(178e) Modeling Hot-Melt Extrusion Pelletizers

Hot-melt extrusion (HME) is one of the key processes for a continuous production of high-quality pharmaceuticals. Products manufactured by means of HME have significant advantages over conventional drug delivery systems. HME has the benefit to be a solvent free, environmental friendly and cost efficient technology. Furthermore, HME dosage forms have superior drug delivery properties due to the formation of solid dispersions and solid solutions. This is relevant for poorly-soluble pharmaceutically active substances, frequently encountered among novel drugs. Due to this advantages HME technology has been applied to a wide range of dosage forms ranging from granules over transdermal systems to implants.^1-3 However, reliable scale-up of HME technology is still a major challenge and a breakthrough has not been achieved yet. This is mainly due to a limited insight into the process.

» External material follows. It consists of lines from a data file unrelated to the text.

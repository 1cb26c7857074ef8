use chrono::{DateTime, Utc};
use rust_decimal::Decimal;
use serde::{Deserialize, Serialize};
use std::fmt;
use std::str::FromStr;
use uuid::Uuid;

use super::stage::PipelineStage;

#[derive(Debug, Clone, Copy, PartialEq, Eq, Hash, Serialize, Deserialize)]
#[serde(rename_all = "snake_case")]
pub enum FinalStatus {
    Rejected,
    TalentPool,
    Withdrawn,
    Approved,
}

impl FinalStatus {
    pub const ALL: [FinalStatus; 4] = [
        FinalStatus::Rejected,
        FinalStatus::TalentPool,
        FinalStatus::Withdrawn,
        FinalStatus::Approved,
    ];

    pub fn as_str(&self) -> &'static str {
        match self {
            FinalStatus::Rejected => "rejected",
            FinalStatus::TalentPool => "talent_pool",
            FinalStatus::Withdrawn => "withdrawn",
            FinalStatus::Approved => "approved",
        }
    }
}

impl fmt::Display for FinalStatus {
    fn fmt(&self, f: &mut fmt::Formatter<'_>) -> fmt::Result {
        f.write_str(self.as_str())
    }
}

impl FromStr for FinalStatus {
    type Err = String;

    fn from_str(s: &str) -> Result<Self, Self::Err> {
        FinalStatus::ALL
            .iter()
            .copied()
            .find(|status| status.as_str() == s)
            .ok_or_else(|| format!("unknown final status: {}", s))
    }
}

/// Archived outcome of an application. Never updated after insert.
#[derive(Debug, Clone, Serialize, Deserialize)]
pub struct HistoryRecord {
    pub id: Uuid,
    pub full_name: String,
    pub phone: Option<String>,
    pub tax_id: Option<String>,
    pub email: Option<String>,
    pub desired_role: Option<String>,
    pub job_id: Option<Uuid>,
    pub final_status: FinalStatus,
    pub final_stage: Option<PipelineStage>,
    pub score: Option<Decimal>,
    pub notes: Option<String>,
    pub application_date: DateTime<Utc>,
}

#[derive(Debug, Clone)]
pub struct NewHistoryRecord {
    pub full_name: String,
    pub phone: Option<String>,
    pub tax_id: Option<String>,
    pub email: Option<String>,
    pub desired_role: Option<String>,
    pub job_id: Option<Uuid>,
    pub final_status: FinalStatus,
    pub final_stage: Option<PipelineStage>,
    pub score: Option<Decimal>,
    pub notes: Option<String>,
    pub application_date: DateTime<Utc>,
}

impl NewHistoryRecord {
    pub fn from_candidate(
        candidate: &super::candidate::Candidate,
        final_status: FinalStatus,
        final_stage: Option<PipelineStage>,
        score: Option<Decimal>,
        notes: Option<String>,
    ) -> Self {
        Self {
            full_name: candidate.full_name.clone(),
            phone: candidate.phone.clone(),
            tax_id: candidate.tax_id.clone(),
            email: Some(candidate.email.clone()),
            desired_role: candidate.desired_role.clone(),
            job_id: candidate.job_id,
            final_status,
            final_stage,
            score,
            notes,
            application_date: candidate.created_at,
        }
    }
}

/// Normalised duplicate-check criteria. Records match when ANY present
/// criterion matches.
#[derive(Debug, Clone, Default, PartialEq, Eq)]
pub struct HistoryLookup {
    /// Exact digits-only CPF.
    pub tax_id: Option<String>,
    /// Phone digits, substring match. Only kept with at least 9 digits.
    pub phone: Option<String>,
    /// Case-insensitive partial name.
    pub name: Option<String>,
}

pub const MIN_PHONE_DIGITS: usize = 9;

impl HistoryLookup {
    pub fn new(name: Option<&str>, phone: Option<&str>, tax_id: Option<&str>) -> Self {
        use crate::utils::cpf::digits_only;

        let tax_id = tax_id.map(digits_only).filter(|d| !d.is_empty());
        let phone = phone
            .map(digits_only)
            .filter(|d| d.len() >= MIN_PHONE_DIGITS);
        let name = name
            .map(|n| n.split_whitespace().collect::<Vec<_>>().join(" "))
            .filter(|n| !n.is_empty());
        Self { tax_id, phone, name }
    }

    pub fn is_empty(&self) -> bool {
        self.tax_id.is_none() && self.phone.is_none() && self.name.is_none()
    }

    pub fn matches(&self, record: &HistoryRecord) -> bool {
        use crate::utils::cpf::digits_only;
        use crate::utils::text::contains_ignore_case;

        let by_tax_id = match (&self.tax_id, &record.tax_id) {
            (Some(wanted), Some(stored)) => digits_only(stored) == *wanted,
            _ => false,
        };
        let by_phone = match (&self.phone, &record.phone) {
            (Some(wanted), Some(stored)) => digits_only(stored).contains(wanted.as_str()),
            _ => false,
        };
        let by_name = match &self.name {
            Some(wanted) => contains_ignore_case(&record.full_name, wanted),
            None => false,
        };
        by_tax_id || by_phone || by_name
    }
}

#[derive(Debug, Clone, Default)]
pub struct HistoryFilter {
    pub final_status: Option<FinalStatus>,
    pub search: Option<String>,
}

impl HistoryFilter {
    pub fn matches(&self, record: &HistoryRecord) -> bool {
        if let Some(status) = self.final_status {
            if record.final_status != status {
                return false;
            }
        }
        match &self.search {
            Some(search) => crate::utils::text::contains_ignore_case(&record.full_name, search),
            None => true,
        }
    }
}

#[cfg(test)]
mod tests {
    use super::*;

    fn record(name: &str, phone: Option<&str>, tax_id: Option<&str>) -> HistoryRecord {
        HistoryRecord {
            id: Uuid::new_v4(),
            full_name: name.to_string(),
            phone: phone.map(str::to_string),
            tax_id: tax_id.map(str::to_string),
            email: None,
            desired_role: None,
            job_id: None,
            final_status: FinalStatus::Rejected,
            final_stage: None,
            score: None,
            notes: None,
            application_date: Utc::now(),
        }
    }

    #[test]
    fn lookup_normalises_inputs() {
        let lookup = HistoryLookup::new(
            Some("  Ana   Souza "),
            Some("(11) 98765-4321"),
            Some("529.982.247-25"),
        );
        assert_eq!(lookup.name.as_deref(), Some("Ana Souza"));
        assert_eq!(lookup.phone.as_deref(), Some("11987654321"));
        assert_eq!(lookup.tax_id.as_deref(), Some("52998224725"));
    }

    #[test]
    fn short_phone_and_blank_inputs_are_ignored() {
        let lookup = HistoryLookup::new(Some("   "), Some("9876-543"), Some("--"));
        assert!(lookup.is_empty());
    }

    #[test]
    fn matches_on_tax_id_exactly() {
        let lookup = HistoryLookup::new(None, None, Some("52998224725"));
        assert!(lookup.matches(&record("X", None, Some("52998224725"))));
        assert!(lookup.matches(&record("X", None, Some("529.982.247-25"))));
        assert!(!lookup.matches(&record("X", None, Some("11144477735"))));
    }

    #[test]
    fn matches_phone_as_substring_of_stored_digits() {
        let lookup = HistoryLookup::new(None, Some("98765-4321"), None);
        assert!(lookup.matches(&record("X", Some("+55 (11) 98765-4321"), None)));
        assert!(!lookup.matches(&record("X", Some("+55 (11) 91234-5678"), None)));
    }

    #[test]
    fn matches_name_case_insensitively() {
        let lookup = HistoryLookup::new(Some("joão"), None, None);
        assert!(lookup.matches(&record("João Pedro Lima", None, None)));
        assert!(!lookup.matches(&record("Maria Lima", None, None)));
    }
}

In our work we explore the scale-up of hot melt extrusion (HME) devices for direct pelletization of pharmaceuticals by means of computational fluid dynamics (CFD). HME with direct pelletization is a novel concept where the extruded material is cut into small pellets directly after exiting the extrusion die. We investigate non-isothermal, non-Newtonian flow of the melt through different die geometries via a detailed CFD model. To get a refined picture of melt flow through the device, we also take the temperature distribution in the die material into account. In our work we explore different possibilities for stabilizing melt flow including rotating internals.

The results show that a tight temperature control of the die material is necessary to guarantee continuous melt flow. Temperature inhomogeneities using a conventional die design have been identified via simulations. These inhomogeneities act as a trigger to destabilize melt flow and hence lead to a shutdown of the process. We show that a significant improvement in process reliability can be obtained when using an optimized die design. Finally, we highlight some aspects of pellet formation in this novel HME pelletization process.

(1) Breitenbach J. Melt extrusion: from process to drug delivery technology. European Journal of Pharmaceutics and Biopharmaceutics. 2002;54:107-117.

(2) Crowley MM, Zhang F, Repka MA, Thumma S, Upadhye SB, Battu SK et al. Pharmaceutical applications of hot-melt extrusion: Part I. Drug Development and Industrial Pharmacy. 2007;33:909-926.

(3) Miller DA, McConville JT, Yang W, Williams RO, McGinity JW. Hot-melt extrusion for enhanced delivery of drug particles. Journal of Pharmaceutical Sciences. 2007;96:361-376.